Collected data
---

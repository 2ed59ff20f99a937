use std::cell::RefCell;
use std::rc::Rc;
use std::time::Duration;

use gtk4 as gtk;
use gtk4::gdk;
use gtk4::glib;
use gtk4::prelude::*;
use libadwaita as adw;
use adw::prelude::*;

use pokepairs::game::{ClickOutcome, Difficulty, GameOutcome, Grid, Position, Session};
use pokepairs::provider::{CardImageProvider, PokeApiProvider, decode_cards};
use pokepairs::{Error, GameConfig, Result};

use super::board::{CONTENT_MARGIN, build_board_grid, refresh_cell};
use super::dialogs::show_error_dialog;
use super::hud::{lives_text, show_game_over, update_lives_label};
use super::selector::{Selector, build_selector_window};
use super::state::AppState;
use super::textures::decode_texture;

const APP_ID: &str = "io.github.pokepairs.PokePairs";
const WINDOW_TITLE: &str = "Pokémon Card Matching Game";

const STYLE: &str = "
.pokepairs-card { padding: 0; font-size: 18px; font-weight: bold; }
.pokepairs-card.revealed { background: alpha(@accent_bg_color, 0.12); }
.pokepairs-card.filler { background: none; box-shadow: none; }
.game-status { font-weight: bold; }
";

pub fn run() -> glib::ExitCode {
    glib::set_prgname(Some(APP_ID));
    let app = adw::Application::builder()
        .application_id(APP_ID)
        .build();

    app.connect_activate(move |app| {
        if let Some(window) = app.active_window() {
            window.present();
            return;
        }
        load_css();

        let config = GameConfig::from_env();
        let selector = build_selector_window(app, {
            let app = app.clone();
            move |selector, difficulty| start_game(&app, selector, &config, difficulty)
        });
        selector.window.present();
    });

    app.run()
}

fn load_css() {
    let Some(display) = gdk::Display::default() else {
        return;
    };
    let provider = gtk::CssProvider::new();
    provider.load_from_data(STYLE);
    gtk::style_context_add_provider_for_display(
        &display,
        &provider,
        gtk::STYLE_PROVIDER_PRIORITY_APPLICATION,
    );
}

fn start_game(app: &adw::Application, selector: &Selector, config: &GameConfig, difficulty: Difficulty) {
    tracing::info!(difficulty = difficulty.name(), "difficulty selected");
    selector.show_loading(difficulty);

    let app = app.clone();
    let selector = selector.clone();
    let config = config.clone();
    glib::spawn_future_local(async move {
        match load_grid(&config, difficulty).await {
            Ok(grid) => {
                let window = build_game_window(&app, grid, &config, difficulty);
                window.present();
                selector.window.close();
            }
            Err(err) => {
                tracing::error!(%err, "could not start game");
                show_error_dialog(&app, &err);
            }
        }
    });
}

/// Downloads the cards off the main loop, then decodes and shuffles them here.
async fn load_grid(config: &GameConfig, difficulty: Difficulty) -> Result<Grid<gdk::Texture>> {
    let count = difficulty.pair_count();
    let provider = PokeApiProvider::new(config);
    let raw = gio::spawn_blocking(move || provider.fetch_cards(count))
        .await
        .map_err(|_| Error::Worker("card download panicked".to_string()))??;
    tracing::info!(count = raw.len(), "cards downloaded");

    let image_size = config.image_size;
    let cards = decode_cards(raw, |label, bytes| decode_texture(label, bytes, image_size))?;
    let side = difficulty.side();
    Grid::build(cards, side, side, &mut rand::rng())
}

fn build_game_window(
    app: &adw::Application,
    grid: Grid<gdk::Texture>,
    config: &GameConfig,
    difficulty: Difficulty,
) -> adw::ApplicationWindow {
    let session = Session::new(grid, config.max_tries);
    let state = Rc::new(RefCell::new(AppState::new(session, config.clone())));

    let lives_label = gtk::Label::new(Some(&lives_text(config.max_tries)));
    lives_label.set_halign(gtk::Align::Center);

    let board = build_board_grid(&state);

    let status_label = gtk::Label::new(None);
    status_label.add_css_class("game-status");
    status_label.set_halign(gtk::Align::Center);
    status_label.set_visible(false);

    let content = gtk::Box::new(gtk::Orientation::Vertical, 6);
    content.set_valign(gtk::Align::Center);
    content.set_margin_top(CONTENT_MARGIN);
    content.set_margin_bottom(CONTENT_MARGIN);
    content.set_margin_start(CONTENT_MARGIN);
    content.set_margin_end(CONTENT_MARGIN);
    content.append(&lives_label);
    content.append(&board);
    content.append(&status_label);

    let header = adw::HeaderBar::new();
    header.add_css_class("flat");

    let toolbar = adw::ToolbarView::new();
    toolbar.add_top_bar(&header);
    toolbar.set_content(Some(&content));

    {
        let mut st = state.borrow_mut();
        st.lives_label = Some(lives_label);
        st.status_label = Some(status_label);
        update_lives_label(&st);
    }

    let (width, height) = config.window_size(difficulty.side() as i32);
    adw::ApplicationWindow::builder()
        .application(app)
        .title(WINDOW_TITLE)
        .default_width(width)
        .default_height(height)
        .content(&toolbar)
        .build()
}

pub fn handle_cell_click(state: &Rc<RefCell<AppState>>, pos: Position) {
    let mut st = state.borrow_mut();
    let outcome = st.session.click(pos);

    match outcome {
        ClickOutcome::Ignored => {}
        ClickOutcome::FirstRevealed(pos) => refresh_cell(&st, pos),
        ClickOutcome::Matched { second, won, .. } => {
            refresh_cell(&st, second);
            if won {
                show_game_over(&st, GameOutcome::Won);
            }
        }
        ClickOutcome::Mismatched {
            first,
            second,
            lost,
        } => {
            refresh_cell(&st, second);
            update_lives_label(&st);
            if lost {
                show_game_over(&st, GameOutcome::Lost);
            }
            let delay = st.config.mismatch_delay;
            drop(st);
            schedule_mismatch_reset(state, first, second, delay);
        }
    }
}

/// Queues the two one-shot callbacks that follow a mismatch: turning the
/// pair face down and accepting input again.
fn schedule_mismatch_reset(
    state: &Rc<RefCell<AppState>>,
    first: Position,
    second: Position,
    delay: Duration,
) {
    let state_hide = state.clone();
    glib::timeout_add_local(delay, move || {
        let mut st = state_hide.borrow_mut();
        st.session.hide_pair(first, second);
        refresh_cell(&st, first);
        refresh_cell(&st, second);
        glib::ControlFlow::Break
    });

    let state_unblock = state.clone();
    glib::timeout_add_local(delay, move || {
        state_unblock.borrow_mut().session.unblock_input();
        glib::ControlFlow::Break
    });
}
pub mod link_copy;

pub use link_copy::{ClipboardError, ClipboardWriter, LinkCopier};
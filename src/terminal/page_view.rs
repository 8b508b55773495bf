//! Text rendering of the page.
//!
//! Mirrors the web page top to bottom: header, status line, file table,
//! export hint, and the "nothing parsed" notice.

use std::fmt::Write;

use crate::core::file_list::{render_file_list, FileListView, EMPTY_LIST_PLACEHOLDER};
use crate::core::page::PageSnapshot;

pub const TITLE: &str = "Google Drive File Extractor";
pub const SUBTITLE: &str = "Paste a public Google Drive folder link or folder ID to list all files, \
including quick view and direct download links.";
pub const SHARING_HINT: &str = "Make sure your folder (or the folder for your ID) is shared as \
\"Anyone with the link can view\" (or edit). Private folders will not work with this tool.";
pub const NOTHING_PARSED: &str = "No files were parsed. Check that the folder sharing is \
'Anyone with the link can view' and try again.";

const COPY_LABEL: &str = "Copy view link";

/// Picks the copy button label for a link ("Copied!" right after a copy).
pub type CopyLabel<'a> = &'a dyn Fn(&str, &'static str) -> &'static str;

pub fn render_header() -> String {
    format!("{}\n{}\n\n{}\n", TITLE, SUBTITLE, SHARING_HINT)
}

/// Render the file table alone. An empty list renders the placeholder.
pub fn render_files(page: &PageSnapshot, copy_label: CopyLabel<'_>) -> String {
    let rows = match render_file_list(&page.files) {
        FileListView::Empty => return format!("{}\n", EMPTY_LIST_PLACEHOLDER),
        FileListView::Rows(rows) => rows,
    };

    let names: Vec<String> = rows.iter().map(|r| r.display_name()).collect();
    let name_width = names
        .iter()
        .map(|n| n.chars().count())
        .max()
        .unwrap_or(0)
        .max("Name".len());

    let mut out = String::new();
    let _ = writeln!(out, "  #  {:<width$}  Type", "Name", width = name_width);
    for (i, (row, name)) in rows.iter().zip(&names).enumerate() {
        let n = i + 1;
        let _ = writeln!(
            out,
            "{:>3}  {:<width$}  {:<16}  [view {n}] [copy {n}: {}]",
            n,
            name,
            row.category.display_label(),
            copy_label(&row.view_url, COPY_LABEL),
            width = name_width,
        );
    }
    out
}

/// Render the whole page state below the header.
pub fn render_page(page: &PageSnapshot, copy_label: CopyLabel<'_>) -> String {
    let mut out = String::new();

    if page.loading {
        let _ = writeln!(out, "Extracting...");
    }

    if !page.error.is_empty() {
        let _ = writeln!(out, "Error: {}", page.error);
    } else if let Some(folder_id) = &page.folder_id {
        let _ = writeln!(out, "Folder ID: {}", folder_id);
        let _ = writeln!(out, "Showing files for folder ID {}", folder_id);
    }

    if page.can_export() {
        out.push('\n');
        out.push_str(&render_files(page, copy_label));
        let _ = writeln!(
            out,
            "\n{} file(s). Type `export` to download as Excel (drive-files.xls).",
            page.files.len()
        );
    } else if page.folder_id.is_some() && page.error.is_empty() {
        let notice = if page.info_message.is_empty() {
            NOTHING_PARSED
        } else {
            page.info_message.as_str()
        };
        let _ = writeln!(out, "{}", notice);
    }

    out
}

---

State the number of lines above that contain "builder". Write nothing besides it.

→ Answer box:
2